[Stored items]
[Start of section]

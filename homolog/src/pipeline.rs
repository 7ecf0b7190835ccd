use crate::MatcherSettings;
use homolog_core::{CameraCalibration, Error, PointMatch, PointSet, Result};
use homolog_geom::{compute_distances, DistanceMatrix};
use homolog_match::Correspondences;
use homolog_pinhole::FundamentalMatrix;
use log::*;

/// Something which finds the points of interest of an image.
///
/// The points must be ranked by decreasing confidence, so that the first `max_points` are the
/// best ones.
pub trait PointExtractor {
    type Image: ?Sized;

    /// Extracts at most `max_points` points, or every point if `max_points` is `0`.
    fn extract_points(&self, image: &Self::Image, max_points: usize) -> PointSet;
}

#[cfg(feature = "shi-tomasi")]
impl PointExtractor for shi_tomasi::ShiTomasi {
    type Image = image::DynamicImage;

    fn extract_points(&self, image: &Self::Image, max_points: usize) -> PointSet {
        self.extract(image, max_points)
    }
}

/// Everything produced while matching a stereo pair.
#[derive(Debug, Clone, PartialEq)]
pub struct MatchReport {
    pub left: PointSet,
    pub right: PointSet,
    pub fundamental: FundamentalMatrix,
    pub distances: DistanceMatrix,
    pub correspondences: Correspondences,
}

impl MatchReport {
    /// The pairs of homologous points, sorted by left index.
    pub fn matched_points(&self) -> Vec<PointMatch> {
        self.correspondences
            .iter()
            .map(|c| PointMatch(self.left[c.left], self.right[c.right]))
            .collect()
    }
}

/// Runs the whole chain: fundamental matrix, epipolar distances, then correspondences.
#[derive(Debug, Clone, Copy, Default, PartialEq)]
pub struct HomologousMatcher {
    settings: MatcherSettings,
}

impl HomologousMatcher {
    pub fn new(settings: MatcherSettings) -> Self {
        Self { settings }
    }

    pub fn settings(&self) -> &MatcherSettings {
        &self.settings
    }

    /// Derives the fundamental matrix of the pair, projected to rank 2 if the settings ask so.
    pub fn fundamental(
        &self,
        left: &CameraCalibration,
        right: &CameraCalibration,
    ) -> Result<FundamentalMatrix> {
        let fundamental = FundamentalMatrix::from_calibrations_with(
            left,
            right,
            self.settings.svd_epsilon,
            self.settings.svd_max_iterations,
        )?;
        if self.settings.enforce_rank2 {
            debug!("projecting the fundamental matrix to rank 2");
            fundamental
                .recondition(self.settings.svd_epsilon, self.settings.svd_max_iterations)
                .ok_or(Error::SvdDidNotConverge)
        } else {
            Ok(fundamental)
        }
    }

    /// Matches two point sets that were already extracted.
    ///
    /// ```
    /// use homolog::{HomologousMatcher, MatcherSettings};
    /// use homolog::types::{CameraCalibration, KeyPoint, PointSet};
    /// use homolog::types::nalgebra::{IsometryMatrix3, Matrix3};
    /// let left = CameraCalibration::from_pose(Matrix3::identity(), IsometryMatrix3::identity());
    /// let right = CameraCalibration::from_pose(
    ///     Matrix3::identity(),
    ///     IsometryMatrix3::translation(-1.0, 0.0, 0.0),
    /// );
    /// // A pure horizontal baseline keeps homologous points on the same row.
    /// let left_points: PointSet = vec![KeyPoint::new(0.1, 0.2), KeyPoint::new(-0.3, 0.5)].into();
    /// let right_points: PointSet = vec![KeyPoint::new(-0.4, 0.5), KeyPoint::new(-0.1, 0.2)].into();
    /// let settings = MatcherSettings { maximum_distance: 0.01, ..Default::default() };
    /// let report = HomologousMatcher::new(settings)
    ///     .match_points(&left, &right, left_points, right_points)
    ///     .unwrap();
    /// assert_eq!(report.correspondences.right_homologous(), &[Some(1), Some(0)]);
    /// ```
    pub fn match_points(
        &self,
        left_calibration: &CameraCalibration,
        right_calibration: &CameraCalibration,
        left: PointSet,
        right: PointSet,
    ) -> Result<MatchReport> {
        let fundamental = self.fundamental(left_calibration, right_calibration)?;
        let distances = compute_distances(&left, &right, &fundamental);
        let correspondences = self
            .settings
            .policy
            .resolve(&distances, self.settings.maximum_distance);
        if let Some(mean) = correspondences.mean_distance() {
            info!(
                "matched {} of {} left and {} right points with a mean distance of {}",
                correspondences.len(),
                left.len(),
                right.len(),
                mean
            );
        } else {
            info!(
                "no match between {} left and {} right points",
                left.len(),
                right.len()
            );
        }
        Ok(MatchReport {
            left,
            right,
            fundamental,
            distances,
            correspondences,
        })
    }

    /// Extracts points from both images with `extractor` and matches them.
    pub fn match_images<E: PointExtractor>(
        &self,
        extractor: &E,
        left_calibration: &CameraCalibration,
        right_calibration: &CameraCalibration,
        left_image: &E::Image,
        right_image: &E::Image,
    ) -> Result<MatchReport> {
        // Validate the calibration before spending time on the images.
        left_calibration.validate()?;
        right_calibration.validate()?;
        let left = extractor.extract_points(left_image, self.settings.maximum_corners);
        let right = extractor.extract_points(right_image, self.settings.maximum_corners);
        debug!(
            "extracted {} left and {} right points",
            left.len(),
            right.len()
        );
        self.match_points(left_calibration, right_calibration, left, right)
    }
}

[End of section]

* _Problem requirements_:
Which lines in the data above hold the word "FundamentalMatrix"? Return each of them.

* _Task solution_:
use homolog_pinhole::FundamentalMatrix;
    pub fundamental: FundamentalMatrix,
    ) -> Result<FundamentalMatrix> {
        let fundamental = FundamentalMatrix::from_calibrations_with(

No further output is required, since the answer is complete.